L’espressione poetica di Popa è affine all’aforisma, il proverbio, è ellittica e concisa, la lingua è essenziale e lapidaria. Scrive in versi brevi senza rima e punteggiatura, versi molto vicini alla metrica della poesia popolare serba. La caratteristica della poesia di Popa è una “ricchezza linguistica e rigorosità sintattica”. Una relazione particolare, complessa ed essenziale con la tradizione, un patriottismo sano senza cariche ideologiche o nazionalistiche, ma con piena conoscenza della storia e della cultura, con la capacità di dimostrare l’insieme e la particolarità con un dettaglio, dimostrano una sua sublime capacità di tradurre tutte le cose, gli oggetti ed i fenomeni in motivi poetici. I contrasti ed i conflitti universali, tutto l’esistente, si incontrano nel suo campo del non-riposo rendendo la sua poesia filosofica e metafisica. Parco con le parole, Popa spalanca le porte ai pensieri ed ai significati. E’ un grande poeta anche perché la sua poesia rappresenta un fermo nesso tra le accezioni più larghe della tradizione e del nostro tempo. E’ un’opera che “per unicità di metodo e significato quasi non trova pari, un’opera che con diversi e singoli progetti, artisticamente realizzati e ritrovati nella realtà poetica … ascende verso significati universali”.
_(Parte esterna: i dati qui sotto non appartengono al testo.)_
// src/ingest/providers/yahoo_finance.rs
use std::time::{Duration, Instant};

use anyhow::{anyhow, Context, Result};
use async_trait::async_trait;
use chrono::{DateTime, Utc};
use serde::Deserialize;

use crate::ingest::types::{
    CrisisEvent, EventCategory, FetchOptions, MarketIndicator, SourceProvider, SourceTier,
    ThreatLevel,
};
use crate::ingest::{content_hash, get_text, head_ok, record_parsed};

pub const YAHOO_CHART_BASE: &str = "https://query1.finance.yahoo.com/v8/finance/chart";

/// (symbol, display name, big-move threshold in percent)
pub const SYMBOLS: &[(&str, &str, f64)] = &[
    ("CL=F", "WTI Oil", 5.0),
    ("GC=F", "Gold", 3.0),
    ("^VIX", "VIX", 15.0),
    ("^GSPC", "S&P 500", 3.0),
    ("BTC-USD", "Bitcoin", 5.0),
];
const DEFAULT_THRESHOLD: f64 = 5.0;

#[derive(Debug, Deserialize)]
struct ChartResponse {
    chart: Chart,
}

#[derive(Debug, Deserialize)]
struct Chart {
    result: Option<Vec<ChartResult>>,
}

#[derive(Debug, Deserialize)]
struct ChartResult {
    meta: Meta,
    #[serde(default)]
    indicators: Option<Indicators>,
}

#[derive(Debug, Deserialize)]
#[serde(rename_all = "camelCase")]
struct Meta {
    regular_market_price: Option<f64>,
    chart_previous_close: Option<f64>,
    regular_market_time: Option<i64>,
}

#[derive(Debug, Deserialize)]
struct Indicators {
    #[serde(default)]
    quote: Vec<Quote>,
}

#[derive(Debug, Deserialize)]
struct Quote {
    #[serde(default)]
    close: Vec<Option<f64>>,
}

fn threshold(symbol: &str) -> f64 {
    SYMBOLS
        .iter()
        .find(|(s, _, _)| *s == symbol)
        .map(|(_, _, t)| *t)
        .unwrap_or(DEFAULT_THRESHOLD)
}

fn display_name(symbol: &str) -> String {
    SYMBOLS
        .iter()
        .find(|(s, _, _)| *s == symbol)
        .map(|(_, n, _)| n.to_string())
        .unwrap_or_else(|| symbol.to_string())
}

fn round2(x: f64) -> f64 {
    (x * 100.0).round() / 100.0
}

/// Severity of a move relative to the symbol's big-move threshold `t`:
/// ≥2t critical, ≥t high, ≥0.6t medium, ≥0.3t low.
pub fn change_to_level(symbol: &str, abs_percent: f64) -> ThreatLevel {
    let t = threshold(symbol);
    if abs_percent >= t * 2.0 {
        ThreatLevel::Critical
    } else if abs_percent >= t {
        ThreatLevel::High
    } else if abs_percent >= t * 0.6 {
        ThreatLevel::Medium
    } else if abs_percent >= t * 0.3 {
        ThreatLevel::Low
    } else {
        ThreatLevel::Info
    }
}

/// Parse one chart body. Price comes from `meta`, else the last non-null close.
pub fn parse_chart(symbol: &str, body: &str) -> Result<MarketIndicator> {
    let resp: ChartResponse = serde_json::from_str(body).context("parsing yahoo chart json")?;
    let result = resp
        .chart
        .result
        .and_then(|r| r.into_iter().next())
        .ok_or_else(|| anyhow!("yahoo chart for {symbol} has no result"))?;

    let closes: Vec<f64> = result
        .indicators
        .and_then(|i| i.quote.into_iter().next())
        .map(|q| q.close.into_iter().flatten().collect())
        .unwrap_or_default();

    let price = result
        .meta
        .regular_market_price
        .or_else(|| closes.last().copied())
        .ok_or_else(|| anyhow!("yahoo chart for {symbol} has no price"))?;
    let prev = result
        .meta
        .chart_previous_close
        .or_else(|| closes.iter().rev().nth(1).copied())
        .unwrap_or(price);

    let change = price - prev;
    let change_percent = if prev != 0.0 { change / prev * 100.0 } else { 0.0 };
    let timestamp = result
        .meta
        .regular_market_time
        .and_then(|s| DateTime::from_timestamp(s, 0))
        .unwrap_or_else(Utc::now);

    Ok(MarketIndicator {
        symbol: symbol.to_string(),
        name: display_name(symbol),
        price,
        change: round2(change),
        change_percent: round2(change_percent),
        timestamp,
    })
}

/// `None` when the move is below 0.3 × threshold.
pub fn indicator_to_event(ind: &MarketIndicator) -> Option<CrisisEvent> {
    let t = threshold(&ind.symbol);
    let abs = ind.change_percent.abs();
    if abs < t * 0.3 {
        return None;
    }
    let (direction, sign) = if ind.change >= 0.0 { ("up", "+") } else { ("down", "") };
    let note = if abs >= t {
        "Significant market move."
    } else {
        "Notable movement."
    };

    Some(CrisisEvent {
        id: format!(
            "yahoo:{}:{}",
            ind.symbol,
            content_hash(&ind.timestamp.to_rfc3339())
        ),
        title: format!("{} {direction} {sign}{}%", ind.name, ind.change_percent),
        summary: format!("{} at ${} ({sign}{}). {note}", ind.name, ind.price, ind.change),
        category: EventCategory::Economic,
        level: change_to_level(&ind.symbol, abs),
        location: None,
        timestamp: ind.timestamp,
        source: "Yahoo Finance".to_string(),
        source_tier: SourceTier::Public,
        url: None,
        actor: None,
        entities: None,
    })
}

pub struct YahooFinanceProvider {
    base: String,
    client: reqwest::Client,
    health_timeout: Duration,
}

impl YahooFinanceProvider {
    pub fn new(client: reqwest::Client, health_timeout: Duration) -> Self {
        Self {
            base: YAHOO_CHART_BASE.to_string(),
            client,
            health_timeout,
        }
    }

    pub fn with_endpoint(mut self, base: impl Into<String>) -> Self {
        self.base = base.into();
        self
    }

    fn chart_url(&self, symbol: &str, range: &str) -> String {
        // symbols like ^VIX travel as a percent-encoded path segment
        format!(
            "{}/{}?interval=1d&range={range}",
            self.base.trim_end_matches('/'),
            symbol.replace('^', "%5E")
        )
    }

    async fn fetch_symbol(&self, symbol: &str) -> Result<MarketIndicator> {
        let url = self.chart_url(symbol, "2d");
        let body = get_text(&self.client, &url, "yahoo").await?;
        parse_chart(symbol, &body)
    }

    /// Latest quote per tracked symbol; failed symbols are left out.
    pub async fn fetch_indicators(&self) -> Vec<MarketIndicator> {
        let results =
            futures::future::join_all(SYMBOLS.iter().map(|(s, _, _)| self.fetch_symbol(s))).await;
        results
            .into_iter()
            .zip(SYMBOLS)
            .filter_map(|(res, (symbol, _, _))| match res {
                Ok(ind) => Some(ind),
                Err(e) => {
                    tracing::warn!(target: "ingest", error = ?e, symbol = %symbol, "yahoo symbol failed");
                    None
                }
            })
            .collect()
    }
}

#[async_trait]
impl SourceProvider for YahooFinanceProvider {
    fn id(&self) -> &str {
        "yahoo"
    }

    fn name(&self) -> &str {
        "Yahoo Finance"
    }

    fn tier(&self) -> SourceTier {
        SourceTier::Public
    }

    async fn fetch(&self, options: &FetchOptions) -> Result<Vec<CrisisEvent>> {
        let t0 = Instant::now();
        let events: Vec<CrisisEvent> = self
            .fetch_indicators()
            .await
            .iter()
            .filter_map(indicator_to_event)
            .collect();
        record_parsed("yahoo", t0, events.len());
        Ok(options.apply(events, SYMBOLS.len()))
    }

    async fn health_check(&self) -> bool {
        let url = self.chart_url("^GSPC", "1d");
        head_ok(&self.client, &url, self.health_timeout).await
    }
}

#[cfg(test)]
mod tests {
    use super::*;

    #[test]
    fn symbol_is_a_percent_encoded_segment() {
        let p = YahooFinanceProvider::new(reqwest::Client::new(), Duration::from_secs(1));
        let url = p.chart_url("^GSPC", "2d");
        assert_eq!(
            url,
            "https://query1.finance.yahoo.com/v8/finance/chart/%5EGSPC?interval=1d&range=2d"
        );
    }

    #[test]
    fn levels_scale_with_threshold() {
        assert_eq!(change_to_level("^VIX", 30.0), ThreatLevel::Critical);
        assert_eq!(change_to_level("^VIX", 9.0), ThreatLevel::Medium);
        assert_eq!(change_to_level("GC=F", 3.0), ThreatLevel::High);
        assert_eq!(change_to_level("XYZ", 1.4), ThreatLevel::Info);
        assert_eq!(change_to_level("XYZ", 1.6), ThreatLevel::Low);
    }

    #[test]
    fn price_falls_back_to_closes() {
        let body = r#"{"chart":{"result":[{"meta":{"regularMarketTime":1749556800},
            "indicators":{"quote":[{"close":[100.0,null,110.0]}]}}],"error":null}}"#;
        let ind = parse_chart("CL=F", body).unwrap();
        assert_eq!(ind.price, 110.0);
        assert_eq!(ind.change, 10.0);
        assert_eq!(ind.change_percent, 10.0);
        let ev = indicator_to_event(&ind).unwrap();
        assert_eq!(ev.level, ThreatLevel::Critical);
        assert_eq!(ev.title, "WTI Oil up +10%");
    }

    #[test]
    fn small_moves_are_not_events() {
        let body = r#"{"chart":{"result":[{"meta":{"regularMarketPrice":100.5,"chartPreviousClose":100.0,"regularMarketTime":1749556800}}]}}"#;
        let ind = parse_chart("^GSPC", body).unwrap();
        assert_eq!(ind.change_percent, 0.5);
        assert!(indicator_to_event(&ind).is_none());
        assert!(parse_chart("^GSPC", r#"{"chart":{"result":null}}"#).is_err());
    }
}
Vasko Popa Ranko Guzina, kar.Per Vasko Popa, come ha detto lui stesso in un’intervista, “la Poesia in verità è la personificazione dell’armonia senza la quale in fin dei conti non è possibile vivere… Con la mia poesia desidero esprimere esattamente quello che ho scritto. Se sapessi esprimerlo in altro modo, probabilmente non scriverei…“

In un altro discorso, parlando di tradizione, dice: „Le nostre poesie sulla battaglia del Kosovo ed il nostro mito del Kosovo rappresentano una miniera di diamanti. Senza fine né fondo!… Io ne ho tolto solo alcuni grumi. Varrebbe la pena spendere una vita intera a portare alla luce queste preziosità…“

Quando fu pubblicata nella biblioteca eccezionale Rukom pisano (Scritto a mano – Milan Rakić, Valjevo), la sua collezione di poesie Lontano dentro di noi, scritta a mano da lui stesso, Popa scrisse nell’intorduzione: „Le poesie che scrivo creano cerchi, i cerchi creano libri. Per la biblioteca Scritto a mano dal poeta ho scelto il circolo Daleko u nama (Lontano dentro di noi)Daleko u nama consiste di trenta poesie, il numero dei giorni di un mese. Il mese si è protratto a otto anni interi dato che le poesie sono state scritte nel periodo 1943-1951. Il cerchio di poesie Lontano dentro di noi è pubblicato nel mio primo libro La corteccia del 1953. Anche queste poesie sono dedicate a Haša…“. Haša era il primo amore di Vasko e la sua moglie fino alla fine. Si sa poco della loro vita privata.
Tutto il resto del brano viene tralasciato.